Saved entries
:::::

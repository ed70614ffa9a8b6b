//! QUIC RPC server bootstrap.

use std::net::SocketAddr;
use std::sync::Arc;

use proto::GatewayError;
use quinn::{Endpoint, ServerConfig};
use rustls::pki_types::{CertificateDer, PrivateKeyDer};
use tracing::{error, info, warn};

use crate::connection::RpcConnection;
use crate::service::QueueGateway;

/// QUIC server that accepts connections and serves queue RPCs
pub struct QuicServer {
    endpoint: Endpoint,
    gateway: Arc<QueueGateway>,
    certificate: CertificateDer<'static>,
}

/// Closes a running [`QuicServer`] from another task.
#[derive(Clone)]
pub struct QuicServerHandle {
    endpoint: Endpoint,
}

impl QuicServerHandle {
    /// Stops accepting and closes every open connection.
    pub fn close(&self) {
        self.endpoint.close(0u32.into(), b"gateway shutdown");
    }
}

impl QuicServer {
    /// Create a QUIC server with an auto-generated self-signed certificate
    pub fn new_self_signed(
        addr: SocketAddr,
        gateway: Arc<QueueGateway>,
    ) -> Result<Self, GatewayError> {
        let (certs, key) = generate_self_signed_cert()?;
        let server = Self::bind(addr, certs, key, gateway)?;
        info!("QUIC RPC server listening on {}", server.bound_addr(addr));
        Ok(server)
    }

    /// Create a QUIC server with provided PEM cert and key
    pub fn new_with_certs(
        addr: SocketAddr,
        cert_pem: &[u8],
        key_pem: &[u8],
        gateway: Arc<QueueGateway>,
    ) -> Result<Self, GatewayError> {
        let certs = parse_certs(cert_pem)?;
        let key = rustls_pemfile::private_key(&mut std::io::BufReader::new(key_pem))
            .map_err(|e: std::io::Error| GatewayError::Tls(e.to_string()))?
            .ok_or_else(|| GatewayError::Tls("No private key found".into()))?;

        let server = Self::bind(addr, certs, key, gateway)?;
        info!("QUIC RPC server listening on {} (custom cert)", server.bound_addr(addr));
        Ok(server)
    }

    fn bind(
        addr: SocketAddr,
        certs: Vec<CertificateDer<'static>>,
        key: PrivateKeyDer<'static>,
        gateway: Arc<QueueGateway>,
    ) -> Result<Self, GatewayError> {
        let certificate = certs
            .first()
            .cloned()
            .ok_or_else(|| GatewayError::Tls("No certificate found".into()))?;
        let server_config = make_server_config(certs, key)?;
        let endpoint = Endpoint::server(server_config, addr)
            .map_err(|e| GatewayError::Endpoint(e.to_string()))?;
        Ok(Self {
            endpoint,
            gateway,
            certificate,
        })
    }

    /// Accept loop: runs until the endpoint is closed
    pub async fn run(self) {
        info!("QUIC RPC accept loop started");
        while let Some(incoming) = self.endpoint.accept().await {
            let gateway = self.gateway.clone();
            tokio::spawn(async move {
                match incoming.await {
                    Ok(conn) => {
                        let remote = conn.remote_address();
                        info!("New QUIC connection from {remote}");
                        if let Err(e) = RpcConnection::new(conn, gateway).run().await {
                            warn!("Connection error from {remote}: {e}");
                        }
                    }
                    Err(e) => error!("Failed to accept connection: {e}"),
                }
            });
        }
        info!("QUIC endpoint closed");
    }

    /// Handle used to stop [`QuicServer::run`].
    pub fn handle(&self) -> QuicServerHandle {
        QuicServerHandle {
            endpoint: self.endpoint.clone(),
        }
    }

    /// Local address the server is bound to
    pub fn local_addr(&self) -> std::io::Result<SocketAddr> {
        self.endpoint.local_addr()
    }

    /// Leaf certificate presented to clients, for pinning in tests and tools.
    pub fn certificate(&self) -> &CertificateDer<'static> {
        &self.certificate
    }

    fn bound_addr(&self, requested: SocketAddr) -> SocketAddr {
        self.local_addr().unwrap_or(requested)
    }
}

/// Parses every certificate in a PEM bundle.
pub(crate) fn parse_certs(pem: &[u8]) -> Result<Vec<CertificateDer<'static>>, GatewayError> {
    let certs = rustls_pemfile::certs(&mut std::io::BufReader::new(pem))
        .collect::<Result<Vec<_>, _>>()
        .map_err(|e: std::io::Error| GatewayError::Tls(e.to_string()))?;
    if certs.is_empty() {
        return Err(GatewayError::Tls("No certificate found".into()));
    }
    Ok(certs)
}

/// Generates a localhost self-signed certificate and private key pair.
fn generate_self_signed_cert()
-> Result<(Vec<CertificateDer<'static>>, PrivateKeyDer<'static>), GatewayError> {
    let cert = rcgen::generate_simple_self_signed(vec!["localhost".to_string()])
        .map_err(|e| GatewayError::Tls(e.to_string()))?;

    let cert_der = CertificateDer::from(cert.cert.der().to_vec());
    let key_der = PrivateKeyDer::try_from(cert.key_pair.serialize_der())
        .map_err(|e| GatewayError::Tls(e.to_string()))?;

    Ok((vec![cert_der], key_der))
}

/// Builds a QUIC server config from DER certificates and private key.
fn make_server_config(
    certs: Vec<CertificateDer<'static>>,
    key: PrivateKeyDer<'static>,
) -> Result<ServerConfig, GatewayError> {
    let tls_config = rustls::ServerConfig::builder()
        .with_no_client_auth()
        .with_single_cert(certs, key)
        .map_err(|e| GatewayError::Tls(e.to_string()))?;

    let server_config = ServerConfig::with_crypto(Arc::new(
        quinn::crypto::rustls::QuicServerConfig::try_from(tls_config)
            .map_err(|e| GatewayError::Tls(e.to_string()))?,
    ));

    Ok(server_config)
}

/// Installs the ring crypto provider once per process.
pub fn ensure_crypto_provider() {
    static INIT: std::sync::Once = std::sync::Once::new();
    INIT.call_once(|| {
        let _ = rustls::crypto::ring::default_provider().install_default();
    });
}

#[cfg(test)]
mod tests {
    use super::*;
    use crate::memory::InMemoryQueueManager;

    fn gateway() -> Arc<QueueGateway> {
        Arc::new(QueueGateway::new(Arc::new(InMemoryQueueManager::with_queues(
            "QM1",
            ["DEV.QUEUE.1"],
        ))))
    }

    #[test]
    fn generate_cert_and_server_config_work() {
        ensure_crypto_provider();
        let (certs, key) =
            generate_self_signed_cert().expect("self-signed cert should be generated");
        assert_eq!(certs.len(), 1);
        make_server_config(certs, key).expect("server config should be created");
    }

    #[test]
    fn parse_certs_rejects_pem_without_certificates() {
        let err = parse_certs(b"not a pem").expect_err("must fail");
        assert!(err.to_string().contains("No certificate found"));
    }

    #[tokio::test]
    async fn new_with_certs_rejects_invalid_pem() {
        ensure_crypto_provider();
        let addr: SocketAddr = "127.0.0.1:0".parse().expect("socket addr");
        let result = QuicServer::new_with_certs(addr, b"invalid cert", b"invalid key", gateway());
        let err = result.err().expect("invalid pem should fail");
        assert!(err.to_string().contains("TLS error"));
    }

    #[tokio::test]
    async fn new_with_certs_accepts_generated_pem() {
        ensure_crypto_provider();
        let cert = rcgen::generate_simple_self_signed(vec!["localhost".to_string()])
            .expect("certificate generation");
        let cert_pem = cert.cert.pem();
        let key_pem = cert.key_pair.serialize_pem();

        let addr: SocketAddr = "127.0.0.1:0".parse().expect("socket addr");
        let server =
            QuicServer::new_with_certs(addr, cert_pem.as_bytes(), key_pem.as_bytes(), gateway())
                .expect("valid generated cert should work");
        let local = server.local_addr().expect("local addr");
        assert!(local.port() > 0);
        assert_eq!(server.certificate().as_ref(), cert.cert.der().as_ref());
    }

    #[tokio::test]
    async fn closing_handle_ends_accept_loop() {
        ensure_crypto_provider();
        let addr: SocketAddr = "127.0.0.1:0".parse().expect("socket addr");
        let server = QuicServer::new_self_signed(addr, gateway()).expect("server");
        let handle = server.handle();
        let task = tokio::spawn(server.run());
        handle.close();
        tokio::time::timeout(std::time::Duration::from_secs(5), task)
            .await
            .expect("accept loop should stop")
            .expect("join");
    }
}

:::::

● TASK GOAL: The answer must be every line of the data that holds the word "localhost".

● FINAL ANSWER:
/// Generates a localhost self-signed certificate and private key pair.
    let cert = rcgen::generate_simple_self_signed(vec!["localhost".to_string()])
        let cert = rcgen::generate_simple_self_signed(vec!["localhost".to_string()])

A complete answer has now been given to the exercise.